Take the line containing "pub const fn strict()" in the listing below and copy it, along with every line after it, without alteration.

------ Information given

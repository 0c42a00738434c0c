//! Parser configuration.

/// Default nesting limit for [`ParseOptions::default`].
pub const DEFAULT_MAX_DEPTH: usize = 1000;

/// Limits applied while decoding text.
///
/// The tree itself has no depth limit; this only bounds what the parser
/// accepts from untrusted input.
#[derive(Debug, Clone, Copy, PartialEq, Eq)]
pub struct ParseOptions {
    /// Maximum nesting depth of arrays and objects. A top-level container
    /// counts as depth 1.
    pub max_depth: usize,
}

impl ParseOptions {
    /// Tight limits for input from untrusted sources.
    pub const fn strict() -> Self {
        Self { max_depth: 64 }
    }

    pub const fn with_max_depth(max_depth: usize) -> Self {
        Self { max_depth }
    }
}

impl Default for ParseOptions {
    fn default() -> Self {
        Self {
            max_depth: DEFAULT_MAX_DEPTH,
        }
    }
}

------------

Answer to this problem:
    pub const fn strict() -> Self {
        Self { max_depth: 64 }
    }

    pub const fn with_max_depth(max_depth: usize) -> Self {
        Self { max_depth }
    }
}

impl Default for ParseOptions {
    fn default() -> Self {
        Self {
            max_depth: DEFAULT_MAX_DEPTH,
        }
    }
}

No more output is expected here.